Wednesday, May 25, 2011

A Quick SQL Trick: Find The Number of Commas

Today's blog post is a short one. I was recently asked how to return a count of specific characters in a text string column. For example, given a text string, return a count of the number of commas in the string.

This can be done using the LENGTH and REPLACE functions as follows:

SELECT LENGTH(TEXT_COLUMN) - LENGTH(REPLACE(TEXT_COLUMN, ',' ''))

The first LENGTH function simply returns the length of the text string. The second iteration of the LENGTH function in the expression returns the length of the text string after replacing the target character (in this case a comma) with a blank.

So, let's use a string literal to show a concrete example:

SELECT LENGTH('A,B,C,D') - LENGTH(REPLACE('A,B,C,D', ',', ''))

This will translate into 7 - 4... or 3. And there are three commas in the string.

When confronted with a problem like this it is usually a good idea to review the list of built-in SQL functions to see if you can accomplish your quest using SQL alone.


Friday, May 13, 2011

DB2 -- What's in a Name?

Versions of DB2 exist for a large array of platforms, of which the mainframe (z/OS) is only one. Of course, it is my favorite one since I’ve been working on mainframe technology now for decades and have worked with DB2 since Version 1.

It used to be easy: DB2 meant IBM’s mainframe SQL database management system based on the relational model. But you can’t just say the term “DB2” any more and expect people to understand what you mean.

Today there are variations of DB2 that run on the iSeries (AS/400), on Linux, Unix, and Windows (LUW) platforms, and even one that runs on PDAs and smart phones called DB2 Everyplace. Not to mention the mainframe variations that run on z/OS, VM, and VSE.
These products are all collectively referred to by IBM as the DB2 Family. Individually, each DBMS is referred to as DB2, or sometimes DB2 Universal Database Server. There was a period of time when DB2 for LUW was called UDB and DB2 for z/OS was just called DB2. Then IBM tried to rebrand both as DB2 UDB. But that seems to have gone away several versions ago now.
The proper way to refer to any individual offering in the DB2 family is DB2 for (operating system) (for example, DB2 for z/OS or DB2 for Windows).

Different Code Bases

There are four distinct code bases for the products under the DB2 brand. The mainframe has its own code base, as does the iSeries, and VSE/VM. The fourth code base is for Linux, Unix, and Windows (LUW) platforms—and the other DB2 offerings (e.g. DB2 Everyplace) originate from this code base.

Having a separate code base means that each of these DB2 “products” was developed independently from the others. So, for example, the process used by DB2 for z/OS to optimize SQL differs from the process used by DB2 for Linux. Usually, though, the result is similar—an efficient SQL statement.

But keep in mind that there will be some differences between the DB2s.

Some of the Differences

It is obvious that the different DB2 products are not “plug and play” commodities simply because they all share the name DB2. There are some big differences among these products in their current releases.
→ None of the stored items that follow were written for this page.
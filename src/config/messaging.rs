//! Live fan-out configuration types.

use serde::Deserialize;

/// Bus and relay tuning.
#[derive(Debug, Clone, Deserialize)]
#[serde(default)]
pub struct MessagingConfig {
    /// Events buffered per bus before slow subscribers start skipping.
    pub bus_capacity: usize,
    /// How often the relay re-reads the ledger without a commit notice.
    pub relay_sweep_interval_ms: u64,
    /// Claims read per relay pass.
    pub relay_batch_size: u32,
}

impl Default for MessagingConfig {
    fn default() -> Self {
        Self {
            bus_capacity: 1024,
            relay_sweep_interval_ms: 2000,
            relay_batch_size: 256,
        }
    }
}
The biggest differences are relatively easy to detect and include the following:
  • Differences imposed due to operating system constraints
    (OS/400 versus z/OS versus AIX)
  • Back-level compatibility issues
  • Workstation orientation differences such as GUI interfaces and drag-and-drop menus
  • Subsystem-centric implementation (z/OS) versus database-centric implementation (workstation)
Most of these differences are minor and easy to handle. Indeed, IBM has slowly but surely been making these disparate implementations of DB2 more and more alike with each new release and version. The interface (or API) by which most people access any of the DB2 Family is SQL and there is broad compatibility among the SQL implementations of the members of the DB2 Family (though not 100 percent, of course).

A misconception “out there” in DB2-land is that the LUW platform drives new features, but a review of the changes that have been introduced to DB2 over the past several versions and releases does not bear that out. Some features are introduced on the mainframe first; others on the distributed platforms first.
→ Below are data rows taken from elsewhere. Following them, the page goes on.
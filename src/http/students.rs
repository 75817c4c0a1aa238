//! Student search.

use axum::extract::rejection::QueryRejection;
use axum::extract::{Query, State};
use axum::Json;
use serde::Deserialize;

use super::{ApiError, Officer, SharedState};
use crate::model::StudentMatch;

#[derive(Debug, Deserialize)]
pub struct SearchParams {
    query: Option<String>,
}

/// `GET /api/students/search?query=`
pub async fn search(
    State(state): State<SharedState>,
    _officer: Officer,
    params: Result<Query<SearchParams>, QueryRejection>,
) -> Result<Json<Vec<StudentMatch>>, ApiError> {
    let Query(params) = params.map_err(|e| ApiError::BadRequest(e.body_text()))?;
    let query = params
        .query
        .ok_or_else(|| ApiError::BadRequest("Search query is required.".to_string()))?;

    Ok(Json(state.read_model.search(&query).await?))
}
Of the basic differences mentioned earlier, the only one that might not be obvious is the focus of the DBMS implementation. DB2 for LUW is database-centric. This implies that each new database carries its own system catalog with it. Additionally, it is not possible to simply access tables across different databases; distributed access is required.

On z/OS, DB2 is subsystem-centric. A single system catalog spans databases. Each subsystem has a unique identification, and you can create multiple databases within it. Distributed requests are not required to access databases within the same subsystem (or, indeed, across multiple subsystems in a data-sharing environment).

Another concept that is different at the workstation level is that of a directory. The DB2 for z/OS Directory houses DBMS system-related information regarding DBD structure, skeleton plan and skeleton package tables, RBA log ranges, and utility control data. The information cannot be updated by the user but is managed and controlled by DB2.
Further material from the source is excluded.